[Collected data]
□ □ □ □ □
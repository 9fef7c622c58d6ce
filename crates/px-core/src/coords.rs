//! Screen ↔ image coordinate mapping.
//!
//! The viewport collaborator reports the background surface's *rendered*
//! rectangle, which already reflects the live pan and zoom. Mapping a pointer
//! through that rectangle and the surface's natural size therefore yields the
//! same image pixel no matter how the view is transformed.
//!
//! Rounding is to the nearest integer with ties away from zero
//! (`f64::round`), and results are clamped into the image bounds.

use crate::error::{Error, Result};
use serde::{Deserialize, Serialize};

/// The surface's bounding box as rendered on screen (CSS pixels).
#[derive(Debug, Clone, Copy, PartialEq, Default, Serialize, Deserialize)]
pub struct ScreenRect {
    pub left: f64,
    pub top: f64,
    pub width: f64,
    pub height: f64,
}

impl ScreenRect {
    pub const fn new(left: f64, top: f64, width: f64, height: f64) -> Self {
        Self {
            left,
            top,
            width,
            height,
        }
    }

    pub fn contains(&self, px: f64, py: f64) -> bool {
        px >= self.left
            && px <= self.left + self.width
            && py >= self.top
            && py <= self.top + self.height
    }

    fn is_degenerate(&self) -> bool {
        !(self.width.is_finite() && self.height.is_finite())
            || self.width <= 0.0
            || self.height <= 0.0
    }
}

/// The surface's natural (intrinsic) resolution in image pixels.
#[derive(Debug, Clone, Copy, PartialEq, Eq, Hash, Serialize, Deserialize)]
pub struct ImageSize {
    pub width: u32,
    pub height: u32,
}

impl ImageSize {
    pub const fn new(width: u32, height: u32) -> Self {
        Self { width, height }
    }
}

/// An integer position in natural pixel space.
#[derive(Debug, Clone, Copy, PartialEq, Eq, Hash, Serialize, Deserialize)]
pub struct ImagePoint {
    pub x: i32,
    pub y: i32,
}

/// Per-axis scale between rendered and natural size, for one pointer event.
#[derive(Debug, Clone, Copy, PartialEq)]
pub struct SurfaceMapping {
    pub rect: ScreenRect,
    pub natural: ImageSize,
    /// Natural pixels per screen unit along x.
    pub scale_x: f64,
    /// Natural pixels per screen unit along y.
    pub scale_y: f64,
}

impl SurfaceMapping {
    /// Build the mapping for the current frame.
    ///
    /// Fails with `MissingSurfaceSize` before the image has loaded and with
    /// `DegenerateSurface` when it is rendered with no area.
    pub fn new(rect: ScreenRect, natural: Option<ImageSize>) -> Result<Self> {
        let natural = natural.ok_or(Error::MissingSurfaceSize)?;
        if rect.is_degenerate() {
            return Err(Error::DegenerateSurface {
                width: rect.width,
                height: rect.height,
            });
        }
        Ok(Self {
            rect,
            natural,
            scale_x: f64::from(natural.width) / rect.width,
            scale_y: f64::from(natural.height) / rect.height,
        })
    }

    /// Map a screen position into natural pixel space.
    pub fn to_image(&self, px: f64, py: f64) -> ImagePoint {
        let x = ((px - self.rect.left) * self.scale_x).round();
        let y = ((py - self.rect.top) * self.scale_y).round();
        ImagePoint {
            x: x.clamp(0.0, f64::from(self.natural.width)) as i32,
            y: y.clamp(0.0, f64::from(self.natural.height)) as i32,
        }
    }

    /// Map a natural pixel position back onto the screen.
    pub fn to_screen(&self, x: i32, y: i32) -> (f64, f64) {
        (
            self.rect.left + f64::from(x) / self.scale_x,
            self.rect.top + f64::from(y) / self.scale_y,
        )
    }
}

/// One-shot mapping of a pointer position into natural pixel space.
pub fn screen_to_image(
    px: f64,
    py: f64,
    rect: ScreenRect,
    natural: Option<ImageSize>,
) -> Result<ImagePoint> {
    Ok(SurfaceMapping::new(rect, natural)?.to_image(px, py))
}
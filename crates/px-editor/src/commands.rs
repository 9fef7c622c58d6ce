//! Linear undo log.
//!
//! Every committed mutation is recorded as an immutable `HistoryEntry`
//! snapshot of exactly what was added. Undo pops the most recent entry and
//! applies its inverse to the graph. There is no redo.

use px_core::model::{Edge, Graph, Node};
use serde::Serialize;

/// A record of one committed addition, sufficient to compute its inverse.
#[derive(Debug, Clone, Copy, PartialEq, Eq, Serialize)]
#[serde(tag = "kind", rename_all = "lowercase")]
pub enum HistoryEntry {
    Node { node: Node },
    Edge { edge: Edge },
}

impl HistoryEntry {
    /// Short human-readable label, e.g. for an undo tooltip.
    pub fn describe(&self) -> String {
        match self {
            HistoryEntry::Node { node } => format!("place {} at ({}, {})", node.id, node.x, node.y),
            HistoryEntry::Edge { edge } => format!("connect {} to {}", edge.from, edge.to),
        }
    }

    /// Apply the inverse of this entry, returning how many edges left the
    /// graph with it. `None` if the graph no longer held what was recorded.
    fn revert(&self, graph: &mut Graph) -> Option<usize> {
        match self {
            // Cascades to any edges still attached to the node.
            HistoryEntry::Node { node } => graph.remove_node(node.id).map(|r| r.edges.len()),
            HistoryEntry::Edge { edge } => graph.remove_edge(edge.from, edge.to).map(|_| 1),
        }
    }
}

/// Append-only stack of `HistoryEntry` values.
#[derive(Debug, Clone, Default)]
pub struct UndoLog {
    entries: Vec<HistoryEntry>,
    /// Maximum undo depth (`None` = unbounded).
    max_depth: Option<usize>,
}

impl UndoLog {
    pub fn new(max_depth: Option<usize>) -> Self {
        Self {
            entries: Vec::new(),
            max_depth,
        }
    }

    /// Record an already-applied entry, trimming the oldest past `max_depth`.
    pub fn push(&mut self, entry: HistoryEntry) {
        self.entries.push(entry);
        if let Some(max) = self.max_depth
            && self.entries.len() > max
        {
            let excess = self.entries.len() - max;
            self.entries.drain(..excess);
        }
    }

    /// Undo the most recent entry. Returns `None` when there is nothing to undo.
    pub fn pop(&mut self, graph: &mut Graph) -> Option<HistoryEntry> {
        let entry = self.entries.pop()?;
        match entry.revert(graph) {
            Some(edges) => log::debug!("undo: {} ({edges} edges removed)", entry.describe()),
            None => log::warn!("undo target already gone: {}", entry.describe()),
        }
        Some(entry)
    }

    pub fn clear(&mut self) {
        self.entries.clear();
    }

    pub fn can_undo(&self) -> bool {
        !self.entries.is_empty()
    }

    pub fn len(&self) -> usize {
        self.entries.len()
    }

    pub fn is_empty(&self) -> bool {
        self.entries.is_empty()
    }

    /// The entry the next `pop` would undo.
    pub fn last(&self) -> Option<&HistoryEntry> {
        self.entries.last()
    }

    /// Entries oldest-first.
    pub fn entries(&self) -> &[HistoryEntry] {
        &self.entries
    }
}
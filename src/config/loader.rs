use super::Config;
use anyhow::{Context, Result};
use directories::UserDirs;
use std::fs;
use std::path::Path;

impl Config {
    /// Load `~/.studentio/config.toml`, writing defaults on first run, then
    /// apply environment overrides.
    pub fn load_or_init() -> Result<Self> {
        let home = UserDirs::new()
            .map(|u| u.home_dir().to_path_buf())
            .context("Could not find home directory")?;
        let studentio_dir = home.join(".studentio");
        if !studentio_dir.exists() {
            fs::create_dir_all(&studentio_dir).context("Failed to create .studentio directory")?;
        }

        let mut config = Self::load_from_path(&studentio_dir.join("config.toml"))?;
        config.apply_env_overrides();
        config.validate()?;
        Ok(config)
    }

    /// Load the config file at `path`, creating it with defaults if missing.
    /// Environment overrides are not applied.
    pub fn load_from_path(path: &Path) -> Result<Self> {
        if path.exists() {
            let contents = fs::read_to_string(path).context("Failed to read config file")?;
            let mut config: Config =
                toml::from_str(&contents).context("Failed to parse config file")?;
            config.config_path = path.to_path_buf();
            config.validate()?;
            Ok(config)
        } else {
            let config = Self {
                config_path: path.to_path_buf(),
                ..Self::default()
            };
            config.save()?;
            tracing::info!(path = %path.display(), "wrote default config");
            Ok(config)
        }
    }

    pub fn save(&self) -> Result<()> {
        let toml_str = toml::to_string_pretty(self).context("Failed to serialize config")?;
        fs::write(&self.config_path, toml_str).context("Failed to write config file")?;
        Ok(())
    }
}
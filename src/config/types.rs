use crate::error::ConfigError;
use crate::security::LaunchVerifier;
use crate::stream::TailPolicy;
use crate::stream::client::{DEFAULT_MODEL, DEFAULT_TEMPERATURE};
use serde::{Deserialize, Serialize};
use std::fmt;
use std::path::PathBuf;
use std::time::Duration;

#[derive(Debug, Clone, Default, Serialize, Deserialize)]
pub struct Config {
    /// Path to config.toml - computed from home, not serialized
    #[serde(skip)]
    pub config_path: PathBuf,

    #[serde(default)]
    pub launch: LaunchConfig,

    #[serde(default)]
    pub stream: StreamConfig,

    #[serde(default)]
    pub gateway: GatewayConfig,
}

impl Config {
    pub fn validate(&self) -> Result<(), ConfigError> {
        if !(0.0..=2.0).contains(&self.stream.temperature) {
            return Err(ConfigError::Validation(format!(
                "stream.temperature must be within 0.0..=2.0, got {}",
                self.stream.temperature
            )));
        }
        if self.stream.endpoint.trim().is_empty() {
            return Err(ConfigError::Validation(
                "stream.endpoint must not be empty".into(),
            ));
        }
        if self.gateway.host.trim().is_empty() {
            return Err(ConfigError::Validation(
                "gateway.host must not be empty".into(),
            ));
        }
        Ok(())
    }
}

/// Shared secret for launch-data verification.
#[derive(Clone, Default, Serialize, Deserialize)]
pub struct LaunchConfig {
    #[serde(default)]
    pub bot_token: Option<String>,
    /// Maximum age of `auth_date` in seconds; 0 disables the check.
    #[serde(default)]
    pub max_age_secs: u64,
}

impl LaunchConfig {
    pub fn verifier(&self) -> Option<LaunchVerifier> {
        let token = self.bot_token.as_deref().map(str::trim)?;
        if token.is_empty() {
            return None;
        }
        Some(LaunchVerifier::new(token).with_max_age(Duration::from_secs(self.max_age_secs)))
    }
}

impl fmt::Debug for LaunchConfig {
    fn fmt(&self, f: &mut fmt::Formatter<'_>) -> fmt::Result {
        f.debug_struct("LaunchConfig")
            .field("bot_token", &self.bot_token.as_ref().map(|_| "[REDACTED]"))
            .field("max_age_secs", &self.max_age_secs)
            .finish()
    }
}

#[derive(Debug, Clone, Serialize, Deserialize)]
pub struct StreamConfig {
    #[serde(default = "default_stream_endpoint")]
    pub endpoint: String,
    #[serde(default = "default_model")]
    pub model: String,
    #[serde(default = "default_temperature")]
    pub temperature: f64,
    #[serde(default = "default_connect_timeout_secs")]
    pub connect_timeout_secs: u64,
    #[serde(default)]
    pub tail_policy: TailPolicy,
}

fn default_stream_endpoint() -> String {
    "http://localhost:8000/v1/chat/stream".into()
}

fn default_model() -> String {
    DEFAULT_MODEL.into()
}

fn default_temperature() -> f64 {
    DEFAULT_TEMPERATURE
}

fn default_connect_timeout_secs() -> u64 {
    10
}

impl Default for StreamConfig {
    fn default() -> Self {
        Self {
            endpoint: default_stream_endpoint(),
            model: default_model(),
            temperature: default_temperature(),
            connect_timeout_secs: default_connect_timeout_secs(),
            tail_policy: TailPolicy::default(),
        }
    }
}

#[derive(Debug, Clone, Serialize, Deserialize)]
pub struct GatewayConfig {
    #[serde(default = "default_gateway_host")]
    pub host: String,
    #[serde(default = "default_gateway_port")]
    pub port: u16,
    #[serde(default = "default_allowed_origins")]
    pub allowed_origins: Vec<String>,
    /// Pause between demo delta frames.
    #[serde(default = "default_demo_delay_ms")]
    pub demo_delay_ms: u64,
}

fn default_gateway_host() -> String {
    "127.0.0.1".into()
}

fn default_gateway_port() -> u16 {
    8000
}

fn default_allowed_origins() -> Vec<String> {
    vec!["http://localhost:3000".into()]
}

fn default_demo_delay_ms() -> u64 {
    20
}

impl Default for GatewayConfig {
    fn default() -> Self {
        Self {
            host: default_gateway_host(),
            port: default_gateway_port(),
            allowed_origins: default_allowed_origins(),
            demo_delay_ms: default_demo_delay_ms(),
        }
    }
}
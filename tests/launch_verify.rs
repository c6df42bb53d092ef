use std::time::Duration;
use studentio::security::{
    LaunchData, LaunchVerifier, compute_hash, extract_user_id, sign_launch_data, verify,
};

const SECRET: &str = "7000000000:AAF-integration-secret";

fn signed_fixture() -> String {
    sign_launch_data(
        [
            ("query_id", "AAHdF6IQAAAAAN0XohDhrOrc"),
            ("user", r#"{"id":279058397,"first_name":"Vladislav","language_code":"ru"}"#),
            ("auth_date", "1662771648"),
        ],
        SECRET,
    )
    .expect("signing should succeed")
}

#[test]
fn signed_data_verifies_and_yields_user() {
    let raw = signed_fixture();
    assert!(verify(&raw, SECRET));
    assert_eq!(extract_user_id(&raw).as_deref(), Some("279058397"));
}

#[test]
fn field_order_does_not_matter() {
    let raw = signed_fixture();
    let reordered = raw.split('&').rev().collect::<Vec<_>>().join("&");
    assert!(verify(&reordered, SECRET));
}

#[test]
fn any_single_change_is_rejected() {
    let raw = signed_fixture();
    assert!(!verify(&raw, "another-secret"));
    assert!(!verify(&raw.replace("auth_date=1662771648", "auth_date=1662771649"), SECRET));
    assert!(!verify(&format!("{raw}&extra=1"), SECRET));
    assert!(!verify("", SECRET));
    assert!(!verify(&raw, ""));
}

#[test]
fn hash_matches_parsed_recomputation() {
    let raw = signed_fixture();
    let data = LaunchData::parse(&raw);
    let expected = compute_hash(&data, SECRET).expect("hash should compute");
    assert_eq!(data.hash(), Some(expected.as_str()));
    assert_eq!(expected.len(), 64);
}

#[test]
fn extraction_is_independent_of_signature() {
    assert_eq!(
        extract_user_id("user=%7B%22id%22%3A%22abc%22%7D").as_deref(),
        Some("abc")
    );
    assert_eq!(extract_user_id("user=not-json"), None);
    assert_eq!(extract_user_id("auth_date=1"), None);
}

#[test]
fn verifier_enforces_freshness_when_configured() {
    let raw = signed_fixture();
    let lenient = LaunchVerifier::new(SECRET);
    assert!(lenient.verify(&raw));
    assert_eq!(lenient.authenticated_user_id(&raw).as_deref(), Some("279058397"));

    let strict = LaunchVerifier::new(SECRET).with_max_age(Duration::from_secs(3600));
    assert!(!strict.verify(&raw));
    assert_eq!(strict.authenticated_user_id(&raw), None);
}
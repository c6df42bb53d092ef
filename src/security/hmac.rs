//! Keyed hashing primitive (HMAC-SHA256).

use crate::error::SecurityError;
use hmac::{Hmac, Mac};
use sha2::Sha256;

/// Length in bytes of every tag produced here.
pub const TAG_LEN: usize = 32;

type HmacSha256 = Hmac<Sha256>;

/// Compute `HMAC-SHA256(key, message)`.
///
/// Errors only when the MAC cannot be keyed; callers that gate access on the
/// result must treat an error as a rejection.
pub fn hmac_sha256(key: &[u8], message: &[u8]) -> Result<[u8; TAG_LEN], SecurityError> {
    let mut mac = HmacSha256::new_from_slice(key)
        .map_err(|e| SecurityError::HmacUnavailable(e.to_string()))?;
    mac.update(message);
    let mut tag = [0u8; TAG_LEN];
    tag.copy_from_slice(&mac.finalize().into_bytes());
    Ok(tag)
}

/// Lowercase hex rendering of [`hmac_sha256`].
pub fn hmac_sha256_hex(key: &[u8], message: &[u8]) -> Result<String, SecurityError> {
    hmac_sha256(key, message).map(hex::encode)
}
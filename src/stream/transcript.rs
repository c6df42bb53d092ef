use serde::{Deserialize, Serialize};
use std::collections::BTreeSet;
use std::sync::{Arc, Mutex, MutexGuard};

#[derive(Debug, Clone, Copy, PartialEq, Eq, Serialize, Deserialize)]
#[serde(rename_all = "snake_case")]
pub enum Role {
    System,
    User,
    Assistant,
}

#[derive(Debug, Clone, PartialEq, Eq, Serialize, Deserialize)]
pub struct ChatMessage {
    pub role: Role,
    pub content: String,
}

impl ChatMessage {
    pub fn system(content: impl Into<String>) -> Self {
        Self {
            role: Role::System,
            content: content.into(),
        }
    }

    pub fn user(content: impl Into<String>) -> Self {
        Self {
            role: Role::User,
            content: content.into(),
        }
    }

    pub fn assistant(content: impl Into<String>) -> Self {
        Self {
            role: Role::Assistant,
            content: content.into(),
        }
    }

    /// Append a visible `[error: ...]` marker, on its own line when the
    /// message already has text.
    pub fn push_error_annotation(&mut self, reason: &str) {
        if !self.content.is_empty() && !self.content.ends_with('\n') {
            self.content.push('\n');
        }
        self.content.push_str(&error_annotation(reason));
    }
}

pub fn error_annotation(reason: &str) -> String {
    format!("[error: {reason}]")
}

/// Position of a message in its transcript. Stable because the transcript
/// never removes or reorders entries.
#[derive(Debug, Clone, Copy, PartialEq, Eq, PartialOrd, Ord, Hash)]
pub struct MessageSlot(usize);

impl MessageSlot {
    pub fn index(self) -> usize {
        self.0
    }
}

/// Ordered message log. Append-only, except for assistant messages opened by
/// [`Transcript::begin_assistant`], which stay writable until sealed.
#[derive(Debug, Clone, Default)]
pub struct Transcript {
    messages: Vec<ChatMessage>,
    open: BTreeSet<usize>,
}

impl Transcript {
    pub fn new() -> Self {
        Self::default()
    }

    pub fn push(&mut self, message: ChatMessage) -> MessageSlot {
        self.messages.push(message);
        MessageSlot(self.messages.len() - 1)
    }

    /// Append an empty assistant message that a streaming turn will fill.
    pub fn begin_assistant(&mut self) -> MessageSlot {
        let slot = self.push(ChatMessage::assistant(""));
        self.open.insert(slot.0);
        slot
    }

    /// Writable access to a still-open assistant message.
    pub fn open_message_mut(&mut self, slot: MessageSlot) -> Option<&mut ChatMessage> {
        if self.open.contains(&slot.0) {
            self.messages.get_mut(slot.0)
        } else {
            None
        }
    }

    /// Freeze a streamed message. Returns `false` if it was not open.
    pub fn seal(&mut self, slot: MessageSlot) -> bool {
        self.open.remove(&slot.0)
    }

    pub fn is_open(&self, slot: MessageSlot) -> bool {
        self.open.contains(&slot.0)
    }

    pub fn get(&self, slot: MessageSlot) -> Option<&ChatMessage> {
        self.messages.get(slot.0)
    }

    pub fn messages(&self) -> &[ChatMessage] {
        &self.messages
    }

    /// Finished messages that precede `slot`; the history a turn continues.
    pub fn history_before(&self, slot: MessageSlot) -> Vec<ChatMessage> {
        self.messages
            .iter()
            .enumerate()
            .take(slot.0)
            .filter(|(index, _)| !self.open.contains(index))
            .map(|(_, message)| message.clone())
            .collect()
    }

    pub fn len(&self) -> usize {
        self.messages.len()
    }

    pub fn is_empty(&self) -> bool {
        self.messages.is_empty()
    }
}

/// Transcript shared between concurrently streaming turns. Every mutation
/// happens under the lock and targets one slot.
#[derive(Debug, Clone, Default)]
pub struct SharedTranscript {
    inner: Arc<Mutex<Transcript>>,
}

impl SharedTranscript {
    pub fn new(transcript: Transcript) -> Self {
        Self {
            inner: Arc::new(Mutex::new(transcript)),
        }
    }

    pub fn lock(&self) -> MutexGuard<'_, Transcript> {
        self.inner
            .lock()
            .unwrap_or_else(std::sync::PoisonError::into_inner)
    }

    pub fn push(&self, message: ChatMessage) -> MessageSlot {
        self.lock().push(message)
    }

    pub fn snapshot(&self) -> Vec<ChatMessage> {
        self.lock().messages().to_vec()
    }
}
□ □ □ □ □
Problem description> Find the word "usize" in the entries, and copy every line it shows up in.

Solution to the problem>
    fn revert(&self, graph: &mut Graph) -> Option<usize> {
    max_depth: Option<usize>,
    pub fn new(max_depth: Option<usize>) -> Self {
    pub fn len(&self) -> usize {
pub const TAG_LEN: usize = 32;
pub struct MessageSlot(usize);
    pub fn index(self) -> usize {
    open: BTreeSet<usize>,
    pub fn len(&self) -> usize {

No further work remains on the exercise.